Ignacio Prieto

Brasil y la enfermedad holandesa

lunes, 23 de mayo de 2011

La exportación de productos del sector primario, absorbe recursos de otros sectores frenando la industrialización, aumentando los precios y salarios y revalorizando la moneda local lo que fomenta las importaciones y cierra un círculo vicioso que impide el correcto desarrollo del país.

A principios de los años 70, las exportaciones de gas natural de Holanda provocaron importantes excedentes en la balanza comercial del país con la consiguiente revalorización de la corona.
Desde entonces, a este efecto se le conoce como la enfermedad holandesa.

Hoy asistimos a un repunte en los precios de las materias primas debido a la fuerte demanda que proviene de las economías emergentes.

Brasil es uno de los países más beneficiados por este aumento de demanda. País rico donde los haya en recursos naturales, Brasil se enfrenta a una ingente entrada de capitales ávidos por tomar posiciones en el sector extractivo.
El resultado es un elevado índice inflacionario derivado de un crecimiento constante del consumo interno.
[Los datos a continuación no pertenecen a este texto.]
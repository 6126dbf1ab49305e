//! Tracing initialisation for the crewline binary.
//!
//! Log lines go to stdout alongside the printed result. HTTP client crates
//! are capped at `warn` unless `RUST_LOG` says otherwise.

use tracing::Level;
use tracing_subscriber::layer::SubscriberExt;
use tracing_subscriber::util::SubscriberInitExt;
use tracing_subscriber::{fmt, EnvFilter};

const QUIET_DEPENDENCIES: &[&str] = &["hyper", "hyper_util", "reqwest", "rustls", "h2"];

/// Filter directives used when `RUST_LOG` is not set.
pub fn default_directives(level: Level) -> String {
    let mut directives = vec![level.as_str().to_ascii_lowercase()];
    directives.extend(QUIET_DEPENDENCIES.iter().map(|krate| format!("{krate}=warn")));
    directives.join(",")
}

/// Install the global subscriber. `json` switches to newline-delimited JSON.
///
/// Only the first call in a process takes effect.
pub fn init_tracing(json: bool, level: Level) {
    let env_filter = EnvFilter::try_from_default_env()
        .unwrap_or_else(|_| EnvFilter::new(default_directives(level)));

    let base = fmt::layer().with_target(false).with_writer(std::io::stdout);
    if json {
        tracing_subscriber::registry()
            .with(env_filter)
            .with(base.json())
            .try_init()
            .ok();
    } else {
        tracing_subscriber::registry()
            .with(env_filter)
            .with(base)
            .try_init()
            .ok();
    }
}
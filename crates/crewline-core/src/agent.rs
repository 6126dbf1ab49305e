//! Agent configuration: role, goal, backstory and the capabilities an agent
//! may use. Agents are immutable once built.

use std::sync::Arc;

use crate::capability::Capability;
use crate::error::{CrewError, Result};

/// Iteration budget used when a config does not set one.
pub const DEFAULT_MAX_ITERATIONS: u32 = 25;

/// Builder-style configuration for an [`Agent`].
#[derive(Debug, Clone)]
pub struct AgentConfig {
    pub role: String,
    pub goal: String,
    pub backstory: String,
    pub capabilities: Vec<Arc<dyn Capability>>,
    pub max_iterations: u32,
    pub allow_delegation: bool,
    pub memory_enabled: bool,
    pub verbose: bool,
}

impl AgentConfig {
    pub fn new(
        role: impl Into<String>,
        goal: impl Into<String>,
        backstory: impl Into<String>,
    ) -> Self {
        Self {
            role: role.into(),
            goal: goal.into(),
            backstory: backstory.into(),
            capabilities: Vec::new(),
            max_iterations: DEFAULT_MAX_ITERATIONS,
            allow_delegation: false,
            memory_enabled: false,
            verbose: false,
        }
    }

    pub fn with_capability(mut self, capability: Arc<dyn Capability>) -> Self {
        self.capabilities.push(capability);
        self
    }

    pub fn with_max_iterations(mut self, max_iterations: u32) -> Self {
        self.max_iterations = max_iterations;
        self
    }

    pub fn allow_delegation(mut self, allow: bool) -> Self {
        self.allow_delegation = allow;
        self
    }

    pub fn with_memory(mut self, enabled: bool) -> Self {
        self.memory_enabled = enabled;
        self
    }

    pub fn verbose(mut self, verbose: bool) -> Self {
        self.verbose = verbose;
        self
    }
}

/// A role-playing reasoning entity, as seen by the pipeline.
#[derive(Debug)]
pub struct Agent {
    role: String,
    goal: String,
    backstory: String,
    capabilities: Vec<Arc<dyn Capability>>,
    max_iterations: u32,
    allow_delegation: bool,
    memory_enabled: bool,
    verbose: bool,
}

impl Agent {
    /// Build the agent. The only invalid configuration is a zero
    /// `max_iterations`, reported as [`CrewError::InvalidConfiguration`].
    ///
    /// Capabilities are kept in the order given; name uniqueness is the
    /// job of [`CapabilitySet`](crate::capability::CapabilitySet).
    pub fn new(config: AgentConfig) -> Result<Self> {
        if config.max_iterations < 1 {
            return Err(CrewError::InvalidConfiguration(format!(
                "agent '{}': max_iterations must be at least 1",
                config.role
            )));
        }

        Ok(Self {
            role: config.role.trim().to_string(),
            goal: config.goal.trim().to_string(),
            backstory: normalize_whitespace(&config.backstory),
            capabilities: config.capabilities,
            max_iterations: config.max_iterations,
            allow_delegation: config.allow_delegation,
            memory_enabled: config.memory_enabled,
            verbose: config.verbose,
        })
    }

    /// Render role, backstory and goal as the system prompt for the
    /// reasoning collaborator.
    pub fn describe(&self) -> String {
        let mut out = format!("You are {}.\n", self.role);
        if !self.backstory.is_empty() {
            out.push_str(&self.backstory);
            out.push('\n');
        }
        out.push_str(&format!("\nYour personal goal is: {}", self.goal));
        out
    }

    pub fn role(&self) -> &str {
        &self.role
    }

    pub fn goal(&self) -> &str {
        &self.goal
    }

    pub fn backstory(&self) -> &str {
        &self.backstory
    }

    pub fn capabilities(&self) -> &[Arc<dyn Capability>] {
        &self.capabilities
    }

    pub fn max_iterations(&self) -> u32 {
        self.max_iterations
    }

    pub fn allows_delegation(&self) -> bool {
        self.allow_delegation
    }

    pub fn memory_enabled(&self) -> bool {
        self.memory_enabled
    }

    pub fn is_verbose(&self) -> bool {
        self.verbose
    }
}

/// Join trimmed, non-empty lines with single spaces.
fn normalize_whitespace(text: &str) -> String {
    text.lines()
        .map(str::trim)
        .filter(|l| !l.is_empty())
        .collect::<Vec<_>>()
        .join(" ")
}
Los brasileños ven como los rendimiento de su trabajo crecieron en marzo de este año al 6.7%.

El crecimiento del PIB brasileño se ha acelerado en los tres primeros meses del año en relación con el último trimestre de 2010 y la proyección para 2011 lo sitúa en el 4.5% (en el entorno que el gobierno quiere mantener) pero para ello será necesario reducir el ritmo del 1.3% registrado en el primer trimestre.
La inflación se está situando alrededor del 7% anual, lejos del 4.5% que planeaba el gobierno.
Los brasileños (quizás las instituciones financieras primero), han descubierto el crédito al consumo. Para un banco, es mucho más rentable – y tiene menos riesgo – dedicar el dinero a prestar al consumidor que a la industria. Las ventas del comercio crecen a un ritmo del 10% anual y el crédito inmobiliario va a crecer un 25% de acuerdo con el Presidente da Caixa Económica Federal.

Los altos impuestos no desincentivan la compra. Una moto de 125cc – la más popular en un país con un parque de motocicletas gigantesco, solo el estado de Sao Paulo tiene más motocicletas que toda España – cuesta alrededor de BRL 8.000.- (unos 3.600 euros), lo que representa aproximadamente entre 8 y 10 salarios mensuales de un trabajador de fabrica para poder adquirirla al contado.
Pero si la financia a 48 meses pagando una entrada, solamente paga unos BRL200 al mes que es lo mismo que le cuesta al autobús hasta su trabajo.

Y así multitud de productos que están siendo financiados tanto por bancos como por los propios centros de distribución. Todo se compra a crédito. Hay dinero y sobre todo hay expectativas.

Esperemos que no se frustren por una inadecuada política industrial y mucho menos que el país intente poner parches levantando todavía más las ya altas barreras arancelarias.
Brasil necesita abrirse al mundo ahora que tiene capacidad de inversión, diversificar su base industrial, promover las exportaciones de manufacturas con marca propia y permeabilizar sus fronteras, única opción para que sus empresas alcancen el nivel necesario de competitividad en el mercado internacional.
Las posibilidades de desarrollo son enormes en un momento histórico desde el punto de vista económico para este país. Y para muestra la reciente adquisición por la siderúrgica brasileña CSN de cinco empresas del emblemático empresario español en Extremadura, Alfonso Gallardo.